▶ Activity: Among the entries below, count the lines that contain the word "literal". Respond with the count only.
# # #
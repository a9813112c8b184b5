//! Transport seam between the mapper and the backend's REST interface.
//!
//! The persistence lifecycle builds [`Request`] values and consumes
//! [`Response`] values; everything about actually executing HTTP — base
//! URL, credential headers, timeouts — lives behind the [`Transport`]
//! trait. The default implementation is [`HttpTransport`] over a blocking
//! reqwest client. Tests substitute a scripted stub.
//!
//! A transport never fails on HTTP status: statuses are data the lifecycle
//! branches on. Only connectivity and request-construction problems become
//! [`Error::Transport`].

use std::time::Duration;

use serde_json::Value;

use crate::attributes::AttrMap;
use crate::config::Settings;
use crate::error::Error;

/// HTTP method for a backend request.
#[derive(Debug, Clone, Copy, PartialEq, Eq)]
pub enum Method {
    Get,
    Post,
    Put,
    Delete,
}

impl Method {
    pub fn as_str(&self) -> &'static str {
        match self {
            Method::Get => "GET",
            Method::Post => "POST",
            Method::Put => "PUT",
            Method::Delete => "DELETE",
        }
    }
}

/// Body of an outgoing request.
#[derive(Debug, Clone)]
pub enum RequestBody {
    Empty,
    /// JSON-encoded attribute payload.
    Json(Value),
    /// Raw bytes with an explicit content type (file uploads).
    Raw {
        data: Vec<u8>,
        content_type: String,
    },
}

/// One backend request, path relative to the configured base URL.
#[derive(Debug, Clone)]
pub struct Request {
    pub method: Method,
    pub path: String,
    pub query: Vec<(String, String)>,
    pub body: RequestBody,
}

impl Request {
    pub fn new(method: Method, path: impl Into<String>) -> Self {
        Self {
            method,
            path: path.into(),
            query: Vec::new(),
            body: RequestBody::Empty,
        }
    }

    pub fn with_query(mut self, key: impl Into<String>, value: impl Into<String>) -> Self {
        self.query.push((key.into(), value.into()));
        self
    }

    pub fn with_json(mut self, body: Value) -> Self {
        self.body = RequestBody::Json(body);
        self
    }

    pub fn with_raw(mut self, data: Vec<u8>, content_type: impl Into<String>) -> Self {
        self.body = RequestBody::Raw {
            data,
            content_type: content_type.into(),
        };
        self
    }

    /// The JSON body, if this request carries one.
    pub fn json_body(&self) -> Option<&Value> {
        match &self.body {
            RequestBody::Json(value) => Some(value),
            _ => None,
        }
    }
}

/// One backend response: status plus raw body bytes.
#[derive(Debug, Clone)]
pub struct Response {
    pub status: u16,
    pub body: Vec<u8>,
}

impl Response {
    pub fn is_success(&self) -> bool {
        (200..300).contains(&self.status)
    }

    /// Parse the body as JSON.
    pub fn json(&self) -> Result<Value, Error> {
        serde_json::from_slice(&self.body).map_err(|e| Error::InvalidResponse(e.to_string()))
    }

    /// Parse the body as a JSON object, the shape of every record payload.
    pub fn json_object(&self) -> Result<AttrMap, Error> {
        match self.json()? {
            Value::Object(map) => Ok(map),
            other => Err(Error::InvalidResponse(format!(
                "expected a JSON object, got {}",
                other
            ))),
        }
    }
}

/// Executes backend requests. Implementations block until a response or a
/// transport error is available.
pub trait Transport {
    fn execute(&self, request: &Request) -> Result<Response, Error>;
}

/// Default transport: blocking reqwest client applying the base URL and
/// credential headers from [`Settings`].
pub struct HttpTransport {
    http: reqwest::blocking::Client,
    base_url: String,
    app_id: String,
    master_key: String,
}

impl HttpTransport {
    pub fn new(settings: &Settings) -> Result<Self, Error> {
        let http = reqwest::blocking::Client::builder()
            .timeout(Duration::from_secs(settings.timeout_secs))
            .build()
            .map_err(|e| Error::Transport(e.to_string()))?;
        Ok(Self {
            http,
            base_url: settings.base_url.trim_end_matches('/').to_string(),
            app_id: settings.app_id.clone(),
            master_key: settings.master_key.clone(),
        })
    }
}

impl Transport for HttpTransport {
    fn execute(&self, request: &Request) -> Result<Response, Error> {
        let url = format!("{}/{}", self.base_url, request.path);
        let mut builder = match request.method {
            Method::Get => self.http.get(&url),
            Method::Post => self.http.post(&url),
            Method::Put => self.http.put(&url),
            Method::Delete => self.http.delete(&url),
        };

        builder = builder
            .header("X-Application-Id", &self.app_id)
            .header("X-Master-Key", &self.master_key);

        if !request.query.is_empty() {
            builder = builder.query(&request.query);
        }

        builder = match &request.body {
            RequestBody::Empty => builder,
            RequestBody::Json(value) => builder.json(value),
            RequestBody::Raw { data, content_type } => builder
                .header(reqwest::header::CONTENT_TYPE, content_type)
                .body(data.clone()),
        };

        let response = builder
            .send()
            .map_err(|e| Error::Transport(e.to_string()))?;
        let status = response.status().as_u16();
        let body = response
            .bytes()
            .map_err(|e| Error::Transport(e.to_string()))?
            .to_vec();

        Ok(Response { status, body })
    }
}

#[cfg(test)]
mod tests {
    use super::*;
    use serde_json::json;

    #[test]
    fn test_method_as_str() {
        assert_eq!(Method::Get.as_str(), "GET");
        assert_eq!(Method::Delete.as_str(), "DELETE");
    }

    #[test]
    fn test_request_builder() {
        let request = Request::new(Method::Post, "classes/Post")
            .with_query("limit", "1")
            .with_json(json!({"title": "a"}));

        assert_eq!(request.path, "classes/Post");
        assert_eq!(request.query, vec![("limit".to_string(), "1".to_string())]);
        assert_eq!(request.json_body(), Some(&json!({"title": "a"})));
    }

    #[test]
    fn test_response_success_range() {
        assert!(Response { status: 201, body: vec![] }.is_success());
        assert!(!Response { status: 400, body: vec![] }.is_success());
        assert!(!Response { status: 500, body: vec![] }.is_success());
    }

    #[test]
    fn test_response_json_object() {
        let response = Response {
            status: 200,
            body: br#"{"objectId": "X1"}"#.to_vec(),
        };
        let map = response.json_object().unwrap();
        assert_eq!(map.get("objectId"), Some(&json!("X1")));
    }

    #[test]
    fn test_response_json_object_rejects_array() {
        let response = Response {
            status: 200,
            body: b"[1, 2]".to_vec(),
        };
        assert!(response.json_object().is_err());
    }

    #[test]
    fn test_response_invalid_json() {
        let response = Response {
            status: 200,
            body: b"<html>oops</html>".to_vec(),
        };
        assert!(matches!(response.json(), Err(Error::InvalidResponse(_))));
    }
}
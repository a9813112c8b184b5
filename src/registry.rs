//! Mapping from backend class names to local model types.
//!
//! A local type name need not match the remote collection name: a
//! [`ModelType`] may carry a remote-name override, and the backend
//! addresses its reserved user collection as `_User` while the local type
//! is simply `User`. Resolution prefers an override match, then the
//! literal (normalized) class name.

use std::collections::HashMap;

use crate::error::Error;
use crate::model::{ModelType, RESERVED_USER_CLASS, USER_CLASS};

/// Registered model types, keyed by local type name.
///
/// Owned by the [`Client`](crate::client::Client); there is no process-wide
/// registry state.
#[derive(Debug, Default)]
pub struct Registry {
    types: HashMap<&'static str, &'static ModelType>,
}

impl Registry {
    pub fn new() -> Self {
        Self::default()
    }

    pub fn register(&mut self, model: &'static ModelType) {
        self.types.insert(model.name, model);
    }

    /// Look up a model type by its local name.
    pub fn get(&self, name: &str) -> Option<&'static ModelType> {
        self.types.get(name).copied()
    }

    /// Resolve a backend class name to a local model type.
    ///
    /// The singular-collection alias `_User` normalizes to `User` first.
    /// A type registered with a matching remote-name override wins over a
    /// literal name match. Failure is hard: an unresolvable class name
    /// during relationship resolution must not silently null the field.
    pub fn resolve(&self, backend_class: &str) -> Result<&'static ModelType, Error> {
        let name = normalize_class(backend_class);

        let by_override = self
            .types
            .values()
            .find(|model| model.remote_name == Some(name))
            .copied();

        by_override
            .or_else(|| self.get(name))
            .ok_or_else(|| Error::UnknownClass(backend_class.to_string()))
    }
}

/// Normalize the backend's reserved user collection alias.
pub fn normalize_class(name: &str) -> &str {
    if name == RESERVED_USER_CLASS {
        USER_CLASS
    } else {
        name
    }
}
# # #
▶ Reply: 2